> _INFORMATION GIVEN_:
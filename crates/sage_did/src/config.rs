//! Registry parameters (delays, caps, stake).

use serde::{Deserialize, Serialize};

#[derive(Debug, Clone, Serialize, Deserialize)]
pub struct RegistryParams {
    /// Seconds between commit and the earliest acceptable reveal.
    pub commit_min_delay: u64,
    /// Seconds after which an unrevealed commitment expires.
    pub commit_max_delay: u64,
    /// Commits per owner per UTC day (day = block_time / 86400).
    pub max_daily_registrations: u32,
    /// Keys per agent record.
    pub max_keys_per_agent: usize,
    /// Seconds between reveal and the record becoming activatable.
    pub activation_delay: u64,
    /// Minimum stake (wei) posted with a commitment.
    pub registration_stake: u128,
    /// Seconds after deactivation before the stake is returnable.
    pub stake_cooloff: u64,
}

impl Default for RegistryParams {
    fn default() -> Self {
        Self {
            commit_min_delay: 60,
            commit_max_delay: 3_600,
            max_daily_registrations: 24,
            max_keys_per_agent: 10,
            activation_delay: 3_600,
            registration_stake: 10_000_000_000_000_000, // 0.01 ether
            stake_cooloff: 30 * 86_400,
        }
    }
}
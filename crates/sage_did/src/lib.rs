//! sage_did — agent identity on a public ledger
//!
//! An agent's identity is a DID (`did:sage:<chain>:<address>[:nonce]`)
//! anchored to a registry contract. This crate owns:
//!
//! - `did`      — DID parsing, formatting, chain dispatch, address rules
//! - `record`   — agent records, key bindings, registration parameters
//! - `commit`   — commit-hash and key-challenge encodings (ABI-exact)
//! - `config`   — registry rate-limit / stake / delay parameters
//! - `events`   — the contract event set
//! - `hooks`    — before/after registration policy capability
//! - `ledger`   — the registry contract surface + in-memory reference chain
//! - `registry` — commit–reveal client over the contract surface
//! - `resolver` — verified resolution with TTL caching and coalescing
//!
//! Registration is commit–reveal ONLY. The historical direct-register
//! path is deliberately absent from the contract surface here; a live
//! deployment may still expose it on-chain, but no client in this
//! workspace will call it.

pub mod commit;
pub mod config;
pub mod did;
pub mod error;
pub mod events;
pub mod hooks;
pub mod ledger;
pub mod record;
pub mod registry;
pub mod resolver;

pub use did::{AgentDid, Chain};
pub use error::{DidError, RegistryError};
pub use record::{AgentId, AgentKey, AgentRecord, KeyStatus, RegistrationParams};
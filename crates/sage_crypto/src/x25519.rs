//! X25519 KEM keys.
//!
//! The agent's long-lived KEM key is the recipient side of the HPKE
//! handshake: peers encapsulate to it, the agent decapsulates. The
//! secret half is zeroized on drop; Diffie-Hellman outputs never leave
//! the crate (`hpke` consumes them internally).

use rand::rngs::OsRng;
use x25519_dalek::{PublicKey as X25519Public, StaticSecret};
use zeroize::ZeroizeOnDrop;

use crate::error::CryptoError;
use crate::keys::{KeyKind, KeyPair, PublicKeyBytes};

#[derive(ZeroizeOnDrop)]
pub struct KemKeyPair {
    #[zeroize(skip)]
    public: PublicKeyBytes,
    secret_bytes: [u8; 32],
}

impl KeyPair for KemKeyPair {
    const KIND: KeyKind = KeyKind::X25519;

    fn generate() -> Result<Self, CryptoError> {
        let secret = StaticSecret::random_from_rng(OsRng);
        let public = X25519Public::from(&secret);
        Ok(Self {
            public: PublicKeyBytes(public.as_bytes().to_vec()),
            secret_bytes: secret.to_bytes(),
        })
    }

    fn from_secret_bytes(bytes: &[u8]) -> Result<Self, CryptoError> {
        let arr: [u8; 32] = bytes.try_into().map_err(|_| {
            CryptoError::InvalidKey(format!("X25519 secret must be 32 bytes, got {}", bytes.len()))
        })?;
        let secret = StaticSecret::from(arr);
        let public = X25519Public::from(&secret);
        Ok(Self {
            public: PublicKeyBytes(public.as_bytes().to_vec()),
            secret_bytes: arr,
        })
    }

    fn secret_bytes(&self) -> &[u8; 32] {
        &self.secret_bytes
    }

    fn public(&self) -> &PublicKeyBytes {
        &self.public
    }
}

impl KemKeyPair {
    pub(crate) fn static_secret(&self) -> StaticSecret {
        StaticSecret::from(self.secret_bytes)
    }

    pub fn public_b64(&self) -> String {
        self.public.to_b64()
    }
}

==

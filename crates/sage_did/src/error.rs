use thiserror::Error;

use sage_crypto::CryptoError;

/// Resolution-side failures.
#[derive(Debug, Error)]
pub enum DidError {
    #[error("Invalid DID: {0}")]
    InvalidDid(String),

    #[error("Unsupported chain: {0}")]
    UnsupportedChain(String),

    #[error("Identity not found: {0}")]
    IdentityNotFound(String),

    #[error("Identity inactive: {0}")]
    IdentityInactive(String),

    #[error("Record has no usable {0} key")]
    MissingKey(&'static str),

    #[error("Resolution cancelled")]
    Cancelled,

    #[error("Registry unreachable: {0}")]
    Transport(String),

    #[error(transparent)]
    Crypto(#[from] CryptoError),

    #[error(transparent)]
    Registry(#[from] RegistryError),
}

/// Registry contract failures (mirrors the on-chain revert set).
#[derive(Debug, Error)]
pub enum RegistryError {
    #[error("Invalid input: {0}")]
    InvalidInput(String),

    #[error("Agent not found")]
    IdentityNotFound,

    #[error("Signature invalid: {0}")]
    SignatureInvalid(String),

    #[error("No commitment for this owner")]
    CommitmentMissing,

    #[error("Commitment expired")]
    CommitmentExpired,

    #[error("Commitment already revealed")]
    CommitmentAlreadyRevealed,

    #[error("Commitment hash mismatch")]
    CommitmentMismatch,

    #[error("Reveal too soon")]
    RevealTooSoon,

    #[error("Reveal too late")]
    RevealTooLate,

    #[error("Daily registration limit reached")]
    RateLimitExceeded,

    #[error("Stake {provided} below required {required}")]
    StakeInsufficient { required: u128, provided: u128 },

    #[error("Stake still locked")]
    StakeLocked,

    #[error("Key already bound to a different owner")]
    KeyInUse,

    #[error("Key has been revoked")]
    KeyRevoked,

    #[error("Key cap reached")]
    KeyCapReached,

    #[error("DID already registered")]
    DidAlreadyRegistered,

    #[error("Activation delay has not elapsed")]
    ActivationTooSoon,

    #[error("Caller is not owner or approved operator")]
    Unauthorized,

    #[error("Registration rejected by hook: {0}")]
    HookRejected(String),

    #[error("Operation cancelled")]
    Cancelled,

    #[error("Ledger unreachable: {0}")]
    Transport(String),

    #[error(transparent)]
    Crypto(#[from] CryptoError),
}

> _EXERCISE AIM_: From the entries above, copy every line containing the word "hooks".

> _SOLVED EXERCISE_:
//! - `hooks`    — before/after registration policy capability
pub mod hooks;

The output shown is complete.